As a Fringe reviewer of mental health-themed shows for mindshare, my first was Whiplash last night at the National Wine Centre.

Opening with You know the story; it starts with a date, Scott Wings invites us on his self-exploration, literally, as his heart abandons him on a date, apt for Valentine’s Day. A clever mix of physicality and poetry, there’s some stunning imagery, as Scott relays:

In darkness my heart packs its bags. The streets are all clots. There, an old thought begs for change.

Heart is a person, has a mind of its own, leaves the taxi in iambic pentameter mimicked by Scott. And so he goes inside himself to search for heart while on the date, chats with the café proprietor of his stomach, past his appendix, an old lego brick he swallowed years ago, skillfully personifying each body part. He checks his spine, which asks the cliched have you checked out your sleeve lately? and then dick interferes with a romantic brush of hands as they reach for their wine.

He goes to his tailbone to mess with the monkeys there, encounters the brain ship with its powerful, all-knowing presence, eventually reaching his shoulder blade on which he sits, feet dangling, to watch the date unfold. There’s a tree in his collarbone where he encounters himself at different ages – 16, 18, 25, 28, etc. – masturbating to porn, smoking a bong, until a fight breaks out, with his 30-year-old self shouting none of you fuckers have ever done any of your taxes! And when the wine sloshes down, his discomfort increases as he desperately tries to find something to say.

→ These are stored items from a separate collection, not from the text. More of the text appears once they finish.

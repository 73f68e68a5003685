//! Lazily refilled, whitespace-tokenizing input scanning.
//!
//! [`Scanner`] owns a single cached line and a byte cursor into it. A read
//! advances the cursor past whitespace, refilling the cache from the
//! [`LineSource`] as many times as it takes, then slices off the maximal
//! run of non-whitespace characters. Tokens borrow from the cache, so the
//! read path allocates nothing; typed reads convert the borrowed token
//! through [`FromToken`].
//!
#![cfg_attr(feature = "docs", doc = simple_mermaid::mermaid!("../docs/diagrams/scan_loop.mmd"))]
//!
//! Whitespace is [`char::is_whitespace`], the same classification
//! [`str::split_whitespace`] uses, so a scanner draining a source produces
//! exactly the tokens `split_whitespace` would over the concatenated lines.

use crate::Error;
use crate::traits::{FromToken, LineSource};

/// A pull-based typed token reader over a [`LineSource`].
///
/// # Invariants
///
/// - The cursor is a byte offset into the cached line, always on a `char`
///   boundary and never past the end.
/// - Between reads the cursor sits either on a non-whitespace character or
///   at end-of-line (forcing a refill on the next read).
/// - Each refill replaces the cache wholesale and resets the cursor; tokens
///   returned by [`token`](Self::token) borrow from the cache and are
///   invalidated by the next read.
///
/// The cache starts empty with the cursor at zero, which is
/// indistinguishable from a fully consumed line, so the first read triggers
/// the first fetch and no separate "uninitialized" state exists.
///
/// # Example
///
/// ```ignore
/// use scankit::Scanner;
///
/// let mut input = Scanner::new("3\n10 20 30".lines());
/// let n: usize = input.parse()?;
/// let values: Vec<i64> = input.parse_vec(n)?;
/// assert_eq!(values, [10, 20, 30]);
/// ```
#[derive(Debug)]
pub struct Scanner<S> {
    source: S,
    line: String,
    cursor: usize,
}

impl<S> Scanner<S> {
    /// Create a scanner over `source`. Nothing is fetched until the first
    /// read.
    pub fn new(source: S) -> Self {
        Self {
            source,
            line: String::new(),
            cursor: 0,
        }
    }

    /// Consume the scanner and return the underlying source.
    pub fn into_source(self) -> S {
        self.source
    }
}

impl<S: LineSource> Scanner<S> {
    /// Replace the cache with the next line and reset the cursor.
    fn refill(&mut self) -> Result<(), Error> {
        self.line = self.source.fetch_line()?;
        self.cursor = 0;
        Ok(())
    }

    /// Move the cursor to the next non-whitespace character, refilling as
    /// many times as it takes.
    ///
    /// Loop invariant: at entry the cursor is within the cache or exactly
    /// at its end. Whitespace-only and empty lines are consumed here
    /// without ever surfacing to the caller; termination on an unbounded
    /// run of such lines relies on the source eventually reporting
    /// [`Error::EndOfInput`].
    fn advance(&mut self) -> Result<(), Error> {
        loop {
            if self.cursor >= self.line.len() {
                self.refill()?;
                continue;
            }
            match self.line[self.cursor..].chars().next() {
                Some(c) if c.is_whitespace() => self.cursor += c.len_utf8(),
                _ => return Ok(()),
            }
        }
    }

    /// Consume and return the next whitespace-delimited token.
    ///
    /// The returned slice borrows the line cache and is valid until the
    /// next call on this scanner; copy it out if it must live longer.
    ///
    /// # Errors
    ///
    /// [`Error::EndOfInput`] if the source runs out before a token starts.
    pub fn token(&mut self) -> Result<&str, Error> {
        self.advance()?;
        let start = self.cursor;
        let end = self.line[start..]
            .find(char::is_whitespace)
            .map_or(self.line.len(), |offset| start + offset);
        self.cursor = end;
        Ok(&self.line[start..end])
    }

    /// Consume the next token and convert it to `T`.
    ///
    /// # Errors
    ///
    /// [`Error::EndOfInput`] as for [`token`](Self::token);
    /// [`Error::Parse`] if the token is not a valid `T`. The token is
    /// consumed either way, and the cursor stays usable for further reads.
    pub fn parse<T: FromToken>(&mut self) -> Result<T, Error> {
        T::from_token(self.token()?)
    }

    /// Read `n` consecutive values of type `T`.
    ///
    /// Stops at the first failing read; values consumed up to that point
    /// are discarded with the error.
    pub fn parse_vec<T: FromToken>(&mut self, n: usize) -> Result<Vec<T>, Error> {
        (0..n).map(|_| self.parse()).collect()
    }
}

#[cfg(test)]
mod tests {
    use super::*;

    fn scanner_of(lines: &[&str]) -> Scanner<std::vec::IntoIter<String>> {
        let owned: Vec<String> = lines.iter().map(|l| l.to_string()).collect();
        Scanner::new(owned.into_iter())
    }

    #[test]
    fn test_tokens_within_one_line() {
        let mut s = scanner_of(&["alpha beta  gamma"]);
        assert_eq!(s.token().unwrap(), "alpha");
        assert_eq!(s.token().unwrap(), "beta");
        assert_eq!(s.token().unwrap(), "gamma");
        assert_eq!(s.token(), Err(Error::EndOfInput));
    }

    #[test]
    fn test_tokens_cross_line_boundaries() {
        let mut s = scanner_of(&["one", "two three"]);
        assert_eq!(s.token().unwrap(), "one");
        assert_eq!(s.token().unwrap(), "two");
        assert_eq!(s.token().unwrap(), "three");
        assert_eq!(s.token(), Err(Error::EndOfInput));
    }

    #[test]
    fn test_leading_and_trailing_whitespace_stripped() {
        let mut s = scanner_of(&["  padded \t"]);
        assert_eq!(s.token().unwrap(), "padded");
        assert_eq!(s.token(), Err(Error::EndOfInput));
    }

    #[test]
    fn test_blank_and_whitespace_lines_are_transparent() {
        let mut s = scanner_of(&["   ", "", "42"]);
        assert_eq!(s.parse::<i32>().unwrap(), 42);
        assert_eq!(s.token(), Err(Error::EndOfInput));
    }

    #[test]
    fn test_empty_source_is_end_of_input() {
        let mut s = scanner_of(&[]);
        assert_eq!(s.token(), Err(Error::EndOfInput));
    }

    #[test]
    fn test_unicode_whitespace_separates_tokens() {
        // U+3000 ideographic space is whitespace to char::is_whitespace.
        let mut s = scanner_of(&["a\u{3000}b"]);
        assert_eq!(s.token().unwrap(), "a");
        assert_eq!(s.token().unwrap(), "b");
    }

    #[test]
    fn test_multibyte_token_text() {
        let mut s = scanner_of(&["héllo wörld"]);
        assert_eq!(s.token().unwrap(), "héllo");
        assert_eq!(s.token().unwrap(), "wörld");
    }

    #[test]
    fn test_parse_failure_consumes_the_token() {
        let mut s = scanner_of(&["abc 7"]);
        let err = s.parse::<i32>().unwrap_err();
        assert!(matches!(err, Error::Parse { ref token, .. } if token == "abc"));
        // The failed token is gone; the next read sees the next token.
        assert_eq!(s.parse::<i32>().unwrap(), 7);
    }

    #[test]
    fn test_parse_error_carries_raw_token_and_target() {
        let mut s = scanner_of(&["12x34"]);
        match s.parse::<u64>() {
            Err(Error::Parse { token, target }) => {
                assert_eq!(token, "12x34");
                assert!(target.contains("u64"));
            }
            other => panic!("expected parse error, got {:?}", other),
        }
    }

    #[test]
    fn test_parse_vec_reads_exactly_n() {
        let mut s = scanner_of(&["1 2", "3 4 5"]);
        assert_eq!(s.parse_vec::<i32>(4).unwrap(), vec![1, 2, 3, 4]);
        assert_eq!(s.token().unwrap(), "5");
    }

    #[test]
    fn test_parse_vec_propagates_end_of_input() {
        let mut s = scanner_of(&["1 2"]);
        assert_eq!(s.parse_vec::<i32>(3), Err(Error::EndOfInput));
    }

    #[test]
    fn test_header_then_payload() {
        let mut s = scanner_of(&["3", "10 20 30"]);
        let n: usize = s.parse().unwrap();
        assert_eq!(n, 3);
        assert_eq!(s.parse_vec::<i32>(n).unwrap(), vec![10, 20, 30]);
        assert_eq!(s.parse::<i32>(), Err(Error::EndOfInput));
    }

    #[test]
    fn test_into_source_returns_remaining_lines() {
        let mut s = scanner_of(&["a", "b c", "d"]);
        assert_eq!(s.token().unwrap(), "a");
        let mut rest = s.into_source();
        assert_eq!(rest.next().unwrap(), "b c");
    }
}
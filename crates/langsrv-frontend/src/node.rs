//! The opaque AST node handle the rest of the engine indexes.
//!
//! The engine never mutates a node; it only reads positions and structure
//! off of it. [`Node`] wraps the compiler's node data behind an `Arc` so it
//! is cheap to clone and hold across lock boundaries, and so its identity
//! (for the AST index's identity-keyed parent map) is just the `Arc`'s
//! allocation address — never the node's `PartialEq` impl, which several
//! real compiler front-ends define loosely (e.g. comparing class nodes by
//! name alone).

use langsrv_position::Range;
use std::sync::Arc;

/// What shape of declaration a node represents, as far as the engine's
/// indexing needs to know.
#[derive(Debug, Clone, Copy, PartialEq, Eq, Hash)]
pub enum NodeKind {
    /// The top-level container of a single source file.
    Module,
    ClassDecl,
    ConstructorDecl,
    MethodDecl,
    Import,
    /// A `extends Super` / `implements I1, I2` reference on a class.
    TypeRef,
    /// Anything else (statements, expressions, ...); the engine still
    /// indexes these for `node_at` but never inspects their shape.
    Other,
}

/// The import flavor of an [`NodeKind::Import`] node.
#[derive(Debug, Clone, Copy, PartialEq, Eq, Hash)]
pub enum ImportKind {
    Regular,
    Star,
    Static,
    StaticStar,
}

/// Opaque identity for a [`Node`], derived from its backing allocation's
/// address. Two clones of the same `Node` compare equal; two structurally
/// identical but independently-constructed nodes do not.
#[derive(Debug, Clone, Copy, PartialEq, Eq, Hash)]
pub struct NodeId(usize);

#[derive(Debug)]
struct NodeData {
    kind: NodeKind,
    range: Range,
    children: Vec<Node>,
    synthetic: bool,
    qualified_name: Option<String>,
    superclass: Option<String>,
    interfaces: Vec<String>,
    imported_name: Option<String>,
    imported_alias: Option<String>,
    import_kind: Option<ImportKind>,
}

/// A handle to a node in a compiled module's AST.
///
/// Cheap to clone (an `Arc` bump); clones share identity for the purposes
/// of [`Node::id`].
#[derive(Debug, Clone)]
pub struct Node(Arc<NodeData>);

impl PartialEq for Node {
    fn eq(&self, other: &Self) -> bool {
        Arc::ptr_eq(&self.0, &other.0)
    }
}
impl Eq for Node {}

impl Node {
    pub fn id(&self) -> NodeId {
        NodeId(Arc::as_ptr(&self.0) as usize)
    }

    pub fn kind(&self) -> NodeKind {
        self.0.kind
    }

    pub fn range(&self) -> Range {
        self.0.range
    }

    pub fn children(&self) -> &[Node] {
        &self.0.children
    }

    pub fn is_synthetic(&self) -> bool {
        self.0.synthetic
    }

    pub fn qualified_name(&self) -> Option<&str> {
        self.0.qualified_name.as_deref()
    }

    pub fn superclass(&self) -> Option<&str> {
        self.0.superclass.as_deref()
    }

    pub fn interfaces(&self) -> &[String] {
        &self.0.interfaces
    }

    pub fn imported_name(&self) -> Option<&str> {
        self.0.imported_name.as_deref()
    }

    pub fn imported_alias(&self) -> Option<&str> {
        self.0.imported_alias.as_deref()
    }

    pub fn import_kind(&self) -> Option<ImportKind> {
        self.0.import_kind
    }
}

/// Builder for a [`Node`]; front-ends construct their tree bottom-up
/// (children first) and wrap each level with this.
#[derive(Debug, Clone)]
pub struct NodeBuilder {
    kind: NodeKind,
    range: Range,
    children: Vec<Node>,
    synthetic: bool,
    qualified_name: Option<String>,
    superclass: Option<String>,
    interfaces: Vec<String>,
    imported_name: Option<String>,
    imported_alias: Option<String>,
    import_kind: Option<ImportKind>,
}

impl NodeBuilder {
    pub fn new(kind: NodeKind, range: Range) -> Self {
        Self {
            kind,
            range,
            children: Vec::new(),
            synthetic: false,
            qualified_name: None,
            superclass: None,
            interfaces: Vec::new(),
            imported_name: None,
            imported_alias: None,
            import_kind: None,
        }
    }

    pub fn children(mut self, children: Vec<Node>) -> Self {
        self.children = children;
        self
    }

    pub fn synthetic(mut self, synthetic: bool) -> Self {
        self.synthetic = synthetic;
        self
    }

    pub fn qualified_name(mut self, name: impl Into<String>) -> Self {
        self.qualified_name = Some(name.into());
        self
    }

    pub fn superclass(mut self, name: impl Into<String>) -> Self {
        self.superclass = Some(name.into());
        self
    }

    pub fn interfaces(mut self, names: Vec<String>) -> Self {
        self.interfaces = names;
        self
    }

    pub fn imported_name(mut self, name: impl Into<String>) -> Self {
        self.imported_name = Some(name.into());
        self
    }

    pub fn imported_alias(mut self, alias: impl Into<String>) -> Self {
        self.imported_alias = Some(alias.into());
        self
    }

    pub fn import_kind(mut self, kind: ImportKind) -> Self {
        self.import_kind = Some(kind);
        self
    }

    pub fn build(self) -> Node {
        Node(Arc::new(NodeData {
            kind: self.kind,
            range: self.range,
            children: self.children,
            synthetic: self.synthetic,
            qualified_name: self.qualified_name,
            superclass: self.superclass,
            interfaces: self.interfaces,
            imported_name: self.imported_name,
            imported_alias: self.imported_alias,
            import_kind: self.import_kind,
        }))
    }
}

#[cfg(test)]
mod tests {
    use super::*;
    use langsrv_position::Position;

    #[test]
    fn clones_share_identity() {
        let node = NodeBuilder::new(NodeKind::Module, Range::empty(Position::new(0, 0))).build();
        let clone = node.clone();
        assert_eq!(node.id(), clone.id());
        assert_eq!(node, clone);
    }

    #[test]
    fn structurally_identical_nodes_have_distinct_identity() {
        let a = NodeBuilder::new(NodeKind::ClassDecl, Range::empty(Position::new(0, 0)))
            .qualified_name("Foo")
            .build();
        let b = NodeBuilder::new(NodeKind::ClassDecl, Range::empty(Position::new(0, 0)))
            .qualified_name("Foo")
            .build();
        assert_ne!(a.id(), b.id());
        assert_ne!(a, b);
    }
}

Scott’s array of emotions and energy is boundless, as he takes us through an evolutionary dance, encouraging audience participation, starting with one cell, which multiplies, becomes a worm, which sprouts legs, becomes a lizard and so on, until the brain ship looms large.

I found this concept particularly fascinating, as Scott’s headspace gets re-arranged with spider-like hands shifting thoughts, questions, worries, culminating in when will anyone prioritise me…?

All this time he’s still on the date until, when it comes to goodbye, she says:

Your stories are great and thanks for sharing, but you didn’t ask me a single question all night

causing his brain to fight with his heart, now returned. The ending is poignant – his six-year-old self appears with a flower and places it where his heart is; together they watch it bloom.

It was an incredible show, up there with some of the best we’ve seen at the Fringe and we’ve seen many. With fundamental themes of self-doubt and anxiety, ingeniously expressed through theatrical gestures and words back-grounded with music and mood lighting, it has something for everyone, go see.